Adrian Evans, director of Totally Thames, right, selected installation artist Kang Ik-joong as main artist to be presented at next year’s edition of the festival. Park Jong-keun

An installation piece by Korean artist Kang Ik-joong, 55, will float along the Thames River as the representative work for a festival in London next September.

Totally Thames is London’s largest annual outdoor cultural festival. The festival’s cultural director, Adrian Evans, announced Oct. 6 the festival has selected Kang’s “Moon of Dream” as the main work.

Kang Ik-joong is an internationally recognized artist who is primarily active in New York. His installation work “Moon of Dream,” created in 2004, is a vinyl globe consisting of nearly 130,000 children’s drawings that measures 15 meters (49 feet) across and floats on water in Ilsan Lake Park in Goyang, Gyeonggi. “Moon of Dream 2016” will revisit the same concept and present a fresher version of the installation for the first time in 12 years.

Evans became interested in Kang’s piece at the beginning of this year and had been consulting with the artist, leading to their first in-person meeting Oct. 8. Evans expressed his admiration for Kang and praised him for “sharing understanding and philosophy about rivers similar to ours.”

Totally Thames takes place along the 68-kilometer (42-mile) stretch of the Thames River in London throughout the month of September. About 100 film, music and theater events happen in conjunction with this outdoor festival. It originally started in 1997 as “The Mayor’s Thames Festival,” but, along with the name change, it reinvented itself as a much larger, cultural event last year, attracting about 10 million visitors.

At last year’s festival, installation artist Florentijn Hofman, famous for his piece “Rubber Duck,” exhibited a giant floating hippo sculpture called “HippoThames.” Next year, Kang’s “Moon for Dream” will be displayed in the vicinity of the iconic Tower Bridge.

“Once we learned that Kang’s piece was created with the help of children, we came to believe that aspect of his work was in line with the participatory nature of the festival,” Evans said. “We look toward to the rebirth of ‘Moon and Dreams,’ paired with the beauty of the Thames River and the culturally eclectic scene of London.”

Kang, known for series such as “Moon Jar” and “Hangul,” has become an internationally acclaimed installation artist. In 2008, he installed a piece called “A Moon Over Gwanghawmun.” His new piece for the London festival is expected to be seen by about 2.7 million visitors.
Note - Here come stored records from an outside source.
// SPDX-License-Identifier: MIT OR Apache-2.0

#![forbid(unsafe_code)]

/// Error type shared by all ranking and significance-testing components.
#[derive(Clone, Debug, PartialEq, Eq, thiserror::Error)]
pub enum RankError {
    /// The input violates a structural requirement (too few methods or
    /// datasets, missing scores where completeness is required, non-finite
    /// values where they are forbidden, unsupported test parameters).
    #[error("invalid input: {0}")]
    InvalidInput(String),

    /// The input is well-formed but too small to compute the requested
    /// statistic.
    #[error("insufficient data: {0}")]
    InsufficientData(String),

    /// An external statistical routine failed or produced unusable output.
    #[error("external computation failed: {0}")]
    ExternalComputation(String),

    /// The requested quantity has no defined value for this input, e.g. a
    /// critical difference when every Holm hypothesis was rejected.
    #[error("undefined result: {0}")]
    UndefinedResult(String),
}

impl RankError {
    pub fn invalid_input(message: impl Into<String>) -> Self {
        Self::InvalidInput(message.into())
    }

    pub fn insufficient_data(message: impl Into<String>) -> Self {
        Self::InsufficientData(message.into())
    }

    pub fn external_computation(message: impl Into<String>) -> Self {
        Self::ExternalComputation(message.into())
    }

    pub fn undefined_result(message: impl Into<String>) -> Self {
        Self::UndefinedResult(message.into())
    }
}

#[cfg(test)]
mod tests {
    use super::RankError;

    #[test]
    fn constructors_map_to_matching_variants() {
        assert!(matches!(
            RankError::invalid_input("k"),
            RankError::InvalidInput(_)
        ));
        assert!(matches!(
            RankError::insufficient_data("n"),
            RankError::InsufficientData(_)
        ));
        assert!(matches!(
            RankError::external_computation("exec"),
            RankError::ExternalComputation(_)
        ));
        assert!(matches!(
            RankError::undefined_result("cd"),
            RankError::UndefinedResult(_)
        ));
    }

    #[test]
    fn display_carries_context() {
        let err = RankError::invalid_input("need at least 2 methods, got 1");
        assert_eq!(
            err.to_string(),
            "invalid input: need at least 2 methods, got 1"
        );
    }
}
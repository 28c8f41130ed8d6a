// SPDX-License-Identifier: MIT OR Apache-2.0

#![forbid(unsafe_code)]

use cdrank_core::{PairwiseVerdict, RankError, RankSummary, VerdictMatrix};

/// Critical values of the studentized range statistic at infinite degrees
/// of freedom, indexed by `k - 2` for `k` in `2..=20`. Dividing by sqrt(2)
/// gives the `q_alpha` of the Nemenyi test.
const Q_TABLE_010: [f64; 19] = [
    2.326, 2.902, 3.240, 3.478, 3.661, 3.808, 3.931, 4.037, 4.129, 4.211, 4.285, 4.351, 4.412,
    4.468, 4.519, 4.568, 4.612, 4.654, 4.694,
];
const Q_TABLE_005: [f64; 19] = [
    2.772, 3.314, 3.633, 3.858, 4.030, 4.170, 4.286, 4.387, 4.474, 4.552, 4.622, 4.685, 4.743,
    4.796, 4.845, 4.891, 4.934, 4.974, 5.012,
];
const Q_TABLE_001: [f64; 19] = [
    3.643, 4.120, 4.403, 4.603, 4.757, 4.882, 4.987, 5.078, 5.157, 5.227, 5.290, 5.348, 5.400,
    5.448, 5.493, 5.535, 5.574, 5.611, 5.645,
];

const MAX_TABLED_METHODS: usize = 20;

fn studentized_range(k: usize, alpha: f64) -> Result<f64, RankError> {
    let table = if (alpha - 0.10).abs() < 1e-9 {
        &Q_TABLE_010
    } else if (alpha - 0.05).abs() < 1e-9 {
        &Q_TABLE_005
    } else if (alpha - 0.01).abs() < 1e-9 {
        &Q_TABLE_001
    } else {
        return Err(RankError::invalid_input(format!(
            "no studentized range critical values for alpha = {alpha}; supported: 0.01, 0.05, 0.10"
        )));
    };
    if !(2..=MAX_TABLED_METHODS).contains(&k) {
        return Err(RankError::invalid_input(format!(
            "studentized range table covers 2..={MAX_TABLED_METHODS} methods, got {k}"
        )));
    }
    Ok(table[k - 2])
}

/// Nemenyi critical difference `q_alpha * sqrt(k(k+1)/(6N))`.
pub fn critical_difference(k: usize, n: usize, alpha: f64) -> Result<f64, RankError> {
    crate::validate_alpha(alpha)?;
    if n < 2 {
        return Err(RankError::insufficient_data(format!(
            "Nemenyi test needs at least 2 ranked datasets, got {n}"
        )));
    }
    let q_alpha = studentized_range(k, alpha)? / std::f64::consts::SQRT_2;
    let kf = k as f64;
    Ok(q_alpha * (kf * (kf + 1.0) / (6.0 * n as f64)).sqrt())
}

/// Nemenyi post-hoc result: one scalar critical difference and the full
/// symmetric verdict matrix.
#[cfg_attr(feature = "serde", derive(serde::Serialize, serde::Deserialize))]
#[derive(Clone, Debug, PartialEq)]
pub struct NemenyiResult {
    pub alpha: f64,
    pub critical_difference: f64,
    pub verdicts: VerdictMatrix,
}

/// Pairwise Nemenyi test over average ranks.
///
/// Two methods differ significantly iff their average-rank gap reaches the
/// critical difference. The studentized range construction is already a
/// simultaneous-confidence procedure, so no further correction is applied.
pub fn nemenyi_test(summary: &RankSummary, alpha: f64) -> Result<NemenyiResult, RankError> {
    let k = summary.method_count();
    let cd = critical_difference(k, summary.effective_datasets, alpha)?;

    let mut cells = Vec::with_capacity(k * (k - 1) / 2);
    for i in 0..k {
        for j in (i + 1)..k {
            let gap = (summary.average_ranks[i] - summary.average_ranks[j]).abs();
            cells.push(PairwiseVerdict {
                statistic: gap,
                threshold: cd,
                significant: gap >= cd,
                corrected_p_value: None,
            });
        }
    }
    let verdicts = VerdictMatrix::new(summary.labels().method_names().to_vec(), cells)?;

    Ok(NemenyiResult {
        alpha,
        critical_difference: cd,
        verdicts,
    })
}
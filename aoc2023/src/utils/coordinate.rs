//! Grid positions and compass directions shared by the grid puzzles
//!
//! Rows grow downwards and columns to the right, so [`Direction::Up`] is a
//! row delta of -1.

use std::collections::BTreeSet;

/// A (row, column) grid position, ordered row-major.
#[derive(Debug, Clone, Copy, PartialEq, Eq, PartialOrd, Ord, Hash, Default)]
pub struct Coordinate {
    pub row: i64,
    pub column: i64,
}

impl Coordinate {
    pub const fn new(row: i64, column: i64) -> Self {
        Self { row, column }
    }

    /// The 8 surrounding positions, diagonals included.
    pub fn adjacent(self) -> impl Iterator<Item = Coordinate> {
        (-1..=1)
            .flat_map(move |dr| (-1..=1).map(move |dc| (dr, dc)))
            .filter(|&d| d != (0, 0))
            .map(move |(dr, dc)| Coordinate::new(self.row + dr, self.column + dc))
    }

    /// The 4 orthogonal neighbours, in [`Direction::ALL`] order.
    pub fn neighbours(self) -> impl Iterator<Item = Coordinate> {
        Direction::ALL.into_iter().map(move |d| self.step(d))
    }

    pub fn step(self, direction: Direction) -> Coordinate {
        self.step_by(direction, 1)
    }

    pub fn step_by(self, direction: Direction, n: i64) -> Coordinate {
        let (dr, dc) = direction.delta();
        Coordinate::new(self.row + dr * n, self.column + dc * n)
    }

    pub fn manhattan_distance(self, other: Coordinate) -> u64 {
        self.row.abs_diff(other.row) + self.column.abs_diff(other.column)
    }

    /// Whether the position lies inside a `rows` x `columns` grid at the origin.
    pub fn in_bounds(self, rows: usize, columns: usize) -> bool {
        (0..rows as i64).contains(&self.row) && (0..columns as i64).contains(&self.column)
    }
}

/// Compass direction on the grid.
#[derive(Debug, Clone, Copy, PartialEq, Eq, PartialOrd, Ord, Hash)]
pub enum Direction {
    Up,
    Right,
    Down,
    Left,
}

impl Direction {
    /// Clockwise from `Up`.
    pub const ALL: [Direction; 4] = [
        Direction::Up,
        Direction::Right,
        Direction::Down,
        Direction::Left,
    ];

    pub fn turn_left(self) -> Direction {
        match self {
            Direction::Up => Direction::Left,
            Direction::Right => Direction::Up,
            Direction::Down => Direction::Right,
            Direction::Left => Direction::Down,
        }
    }

    pub fn turn_right(self) -> Direction {
        match self {
            Direction::Up => Direction::Right,
            Direction::Right => Direction::Down,
            Direction::Down => Direction::Left,
            Direction::Left => Direction::Up,
        }
    }

    pub fn opposite(self) -> Direction {
        self.turn_left().turn_left()
    }

    /// (row, column) offset of one step.
    pub fn delta(self) -> (i64, i64) {
        match self {
            Direction::Up => (-1, 0),
            Direction::Right => (0, 1),
            Direction::Down => (1, 0),
            Direction::Left => (0, -1),
        }
    }
}

/// Every position in `lines` holding `ch`.
pub fn map_coordinates<'a>(lines: impl IntoIterator<Item = &'a str>, ch: char) -> BTreeSet<Coordinate> {
    lines
        .into_iter()
        .enumerate()
        .flat_map(|(row, line)| {
            line.chars()
                .enumerate()
                .filter(move |&(_, c)| c == ch)
                .map(move |(column, _)| Coordinate::new(row as i64, column as i64))
        })
        .collect()
}

/// Render a `rows` x `columns` map: `marker` where `coords` has a
/// position, `.` elsewhere, one line per row.
pub fn print_map(coords: &BTreeSet<Coordinate>, rows: usize, columns: usize, marker: char) -> String {
    let mut out = String::with_capacity(rows * (columns + 1));
    for row in 0..rows as i64 {
        for column in 0..columns as i64 {
            if coords.contains(&Coordinate::new(row, column)) {
                out.push(marker);
            } else {
                out.push('.');
            }
        }
        out.push('\n');
    }
    out
}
“As a river flows, it becomes a medium for connections,” Kang said, “As such, I am envisioning how to present the remake, while keeping the connection of the work that originally started in Korea and will soon be displayed in London and received by much larger and global audience.”
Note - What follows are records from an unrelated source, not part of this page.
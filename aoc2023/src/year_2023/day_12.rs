//! Day 12: Hot Springs

use crate::utils::dp_cache::{DpCache, DpProblem, HashMapBackend};
use anyhow::{anyhow, Context};
use aoc_solver::{AocParser, ParseError, PartSolver, SolveError};
use aoc_solver_macros::AocSolver;
use tracing::debug;

#[derive(AocSolver)]
#[aoc_solver(max_parts = 2)]
pub struct Solver;

#[derive(Debug, Clone)]
pub struct Record {
    springs: Vec<u8>,
    groups: Vec<usize>,
}

impl Record {
    /// Five copies: springs joined by `?`, groups repeated.
    fn unfold(&self) -> Record {
        let springs = std::iter::repeat_n(self.springs.as_slice(), 5)
            .collect::<Vec<_>>()
            .join(&b'?');
        Record {
            springs,
            groups: self.groups.repeat(5),
        }
    }

    fn arrangements(&self) -> u64 {
        let cache = DpCache::new(HashMapBackend::new(), Arrangements { record: self });
        cache.get(&(0, 0))
    }
}

/// Ways to fill `springs[i..]` so that it holds exactly `groups[j..]`.
/// Index is `(i, j)`.
struct Arrangements<'a> {
    record: &'a Record,
}

impl Arrangements<'_> {
    /// Whether group `j` can start at position `i`: enough room, no
    /// operational spring inside and no damaged one right after.
    fn fits(&self, i: usize, j: usize) -> bool {
        let springs = &self.record.springs;
        let Some(&len) = self.record.groups.get(j) else {
            return false;
        };
        i + len <= springs.len()
            && !springs[i..i + len].contains(&b'.')
            && springs.get(i + len) != Some(&b'#')
    }
}

impl DpProblem<(usize, usize), u64> for Arrangements<'_> {
    fn deps(&self, &(i, j): &(usize, usize)) -> Vec<(usize, usize)> {
        let springs = &self.record.springs;
        let Some(&spring) = springs.get(i) else {
            return vec![];
        };
        let mut deps = Vec::with_capacity(2);
        if spring != b'#' {
            deps.push((i + 1, j));
        }
        if spring != b'.' && self.fits(i, j) {
            let after = (i + self.record.groups[j] + 1).min(springs.len());
            deps.push((after, j + 1));
        }
        deps
    }

    fn compute(&self, &(i, j): &(usize, usize), deps: Vec<u64>) -> u64 {
        if i >= self.record.springs.len() {
            u64::from(j == self.record.groups.len())
        } else {
            deps.iter().sum()
        }
    }
}

fn parse_record(line: &str) -> anyhow::Result<Record> {
    let (springs, groups) = line
        .split_once(' ')
        .ok_or_else(|| anyhow!("expected '<springs> <groups>'"))?;
    if let Some(bad) = springs.chars().find(|c| !matches!(c, '.' | '#' | '?')) {
        return Err(anyhow!("unknown spring {bad:?}"));
    }
    let groups = groups
        .trim()
        .split(',')
        .map(|g| g.parse().with_context(|| format!("bad group size {g:?}")))
        .collect::<anyhow::Result<Vec<usize>>>()?;
    Ok(Record {
        springs: springs.as_bytes().to_vec(),
        groups,
    })
}

impl AocParser for Solver {
    type SharedData<'a> = Vec<Record>;

    fn parse<'a>(input: &'a str) -> Result<Self::SharedData<'a>, ParseError> {
        input
            .lines()
            .enumerate()
            .filter(|(_, line)| !line.trim().is_empty())
            .map(|(i, line)| {
                parse_record(line).map_err(|e| ParseError::at_line(i, format!("{e:#}")))
            })
            .collect()
    }
}

fn total(records: impl Iterator<Item = Record>) -> u64 {
    records
        .map(|record| {
            let count = record.arrangements();
            let springs = String::from_utf8_lossy(&record.springs);
            debug!(%springs, count, "record");
            count
        })
        .sum()
}

impl PartSolver<1> for Solver {
    fn solve(shared: &mut Self::SharedData<'_>) -> Result<String, SolveError> {
        Ok(total(shared.iter().cloned()).to_string())
    }
}

impl PartSolver<2> for Solver {
    fn solve(shared: &mut Self::SharedData<'_>) -> Result<String, SolveError> {
        Ok(total(shared.iter().map(Record::unfold)).to_string())
    }
}

#[cfg(test)]
mod tests {
    use super::*;
    use aoc_solver::Solver as _;

    const SAMPLE: &str = "\
???.### 1,1,3
.??..??...?##. 1,1,3
?#?#?#?#?#?#?#? 1,3,1,6
????.#...#... 4,1,1
????.######..#####. 1,6,5
?###???????? 3,2,1
";

    #[test]
    fn sample() {
        let mut shared = Solver::parse(SAMPLE).unwrap();
        assert_eq!(Solver::solve_part(&mut shared, 1).unwrap(), "21");
        assert_eq!(Solver::solve_part(&mut shared, 2).unwrap(), "525152");
    }

    #[test]
    fn per_line_counts() {
        let records = Solver::parse(SAMPLE).unwrap();
        let counts: Vec<u64> = records.iter().map(Record::arrangements).collect();
        assert_eq!(counts, vec![1, 4, 1, 1, 4, 10]);
        let unfolded: Vec<u64> = records.iter().map(|r| r.unfold().arrangements()).collect();
        assert_eq!(unfolded, vec![1, 16384, 1, 16, 2500, 506250]);
    }

    #[test]
    fn unfold_joins_with_unknown() {
        let record = parse_record(".# 1").unwrap().unfold();
        assert_eq!(record.springs, b".#?.#?.#?.#?.#".to_vec());
        assert_eq!(record.groups, vec![1; 5]);
    }
}
//! Day 25: Snowverload

use std::collections::{HashMap, VecDeque};

use aoc_solver::{AocParser, ParseError, PartSolver, SolveError};
use aoc_solver_macros::AocSolver;
use tracing::debug;

#[derive(AocSolver)]
#[aoc_solver(max_parts = 1)]
pub struct Solver;

/// Wires to cut
const CUT: usize = 3;

#[derive(Debug)]
pub struct Wiring<'a> {
    names: Vec<&'a str>,
    links: Vec<Vec<usize>>,
}

impl<'a> Wiring<'a> {
    fn component(&mut self, ids: &mut HashMap<&'a str, usize>, name: &'a str) -> usize {
        *ids.entry(name).or_insert_with(|| {
            self.names.push(name);
            self.links.push(Vec::new());
            self.names.len() - 1
        })
    }

    /// Sizes of the two groups left after cutting exactly three wires.
    ///
    /// Unit-capacity max flow from one component to each other in turn: the
    /// first sink whose flow is exactly three sits across the cut, and the
    /// source's side is whatever the residual graph still reaches.
    pub fn split(&self) -> Option<(usize, usize)> {
        let total = self.names.len();
        (1..total).find_map(|sink| {
            let side = self.source_side(0, sink)?;
            Some((side, total - side))
        })
    }

    /// Reachable set size from `source` once the flow to `sink` is saturated,
    /// if that flow is exactly [`CUT`].
    fn source_side(&self, source: usize, sink: usize) -> Option<usize> {
        let mut flow: HashMap<(usize, usize), i8> = HashMap::new();
        let mut paths = 0;
        loop {
            let mut parent: Vec<Option<usize>> = vec![None; self.names.len()];
            parent[source] = Some(source);
            let mut reached = 1;
            let mut queue = VecDeque::from([source]);
            while let Some(u) = queue.pop_front() {
                if u == sink {
                    break;
                }
                for &v in &self.links[u] {
                    if parent[v].is_none() && flow.get(&(u, v)).copied().unwrap_or(0) < 1 {
                        parent[v] = Some(u);
                        reached += 1;
                        queue.push_back(v);
                    }
                }
            }

            if parent[sink].is_none() {
                return (paths == CUT).then_some(reached);
            }
            paths += 1;
            if paths > CUT {
                return None;
            }
            let mut v = sink;
            while let Some(u) = parent[v].filter(|&u| u != v) {
                *flow.entry((u, v)).or_default() += 1;
                *flow.entry((v, u)).or_default() -= 1;
                v = u;
            }
        }
    }
}

impl AocParser for Solver {
    type SharedData<'a> = Wiring<'a>;

    fn parse<'a>(input: &'a str) -> Result<Self::SharedData<'a>, ParseError> {
        let mut wiring = Wiring {
            names: Vec::new(),
            links: Vec::new(),
        };
        let mut ids = HashMap::new();
        for (i, line) in input.lines().enumerate().filter(|(_, l)| !l.trim().is_empty()) {
            let (name, others) = line
                .split_once(':')
                .ok_or_else(|| ParseError::at_line(i, "missing ':'"))?;
            let from = wiring.component(&mut ids, name.trim());
            for other in others.split_whitespace() {
                let to = wiring.component(&mut ids, other);
                wiring.links[from].push(to);
                wiring.links[to].push(from);
            }
        }
        if wiring.names.len() < 2 {
            return Err(ParseError::MissingData("need at least two components".to_string()));
        }
        Ok(wiring)
    }
}

impl PartSolver<1> for Solver {
    fn solve(shared: &mut Self::SharedData<'_>) -> Result<String, SolveError> {
        let (a, b) = shared
            .split()
            .ok_or_else(|| SolveError::NoSolution(format!("no cut of {CUT} wires")))?;
        debug!(a, b, "groups");
        Ok((a * b).to_string())
    }
}

#[cfg(test)]
mod tests {
    use super::*;
    use aoc_solver::Solver as _;

    const SAMPLE: &str = "\
jqt: rhn xhk nvd
rsh: frs pzl lsr
xhk: hfx
cmg: qnr nvd lhk bvb
rhn: xhk bvb hfx
bvb: xhk hfx
pzl: lsr hfx nvd
qnr: nvd
ntq: jqt hfx bvb xhk
nvd: lhk
lsr: lhk
rzs: qnr cmg lsr rsh
frs: qnr lhk lsr
";

    #[test]
    fn sample() {
        let mut shared = Solver::parse(SAMPLE).unwrap();
        assert_eq!(Solver::solve_part(&mut shared, 1).unwrap(), "54");
        assert!(matches!(
            Solver::solve_part(&mut shared, 2),
            Err(SolveError::PartNotImplemented(2))
        ));
    }

    #[test]
    fn sample_groups() {
        let wiring = Solver::parse(SAMPLE).unwrap();
        let (a, b) = wiring.split().unwrap();
        assert_eq!(a + b, 15);
        assert!((a, b) == (6, 9) || (a, b) == (9, 6));
    }

    #[test]
    fn triangle_has_no_three_wire_cut() {
        let mut shared = Solver::parse("a: b c\nb: c\n").unwrap();
        assert!(matches!(
            Solver::solve_part(&mut shared, 1),
            Err(SolveError::NoSolution(_))
        ));
    }
}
He added, “Given the changes that occurred in the past 12 years, the new ‘Moon of Dream’ will be more high-tech than its predecessor.”

At the Diamond Jubilee of Queen Elizabeth in 2012, commemorating the 60th anniversary of her ascension to the throne, Evans led the parade of 650 boats on the Thames River as part of the celebratory festival. For this endeavor, he received the Royal Victorian Order.

Evans also has developed a strong interest in cross-cultural exchange between renowned urban riversides. He has already arranged exchanges in Seoul and will visit Jeonju, North Jeolla, for the same purpose before the end of the year.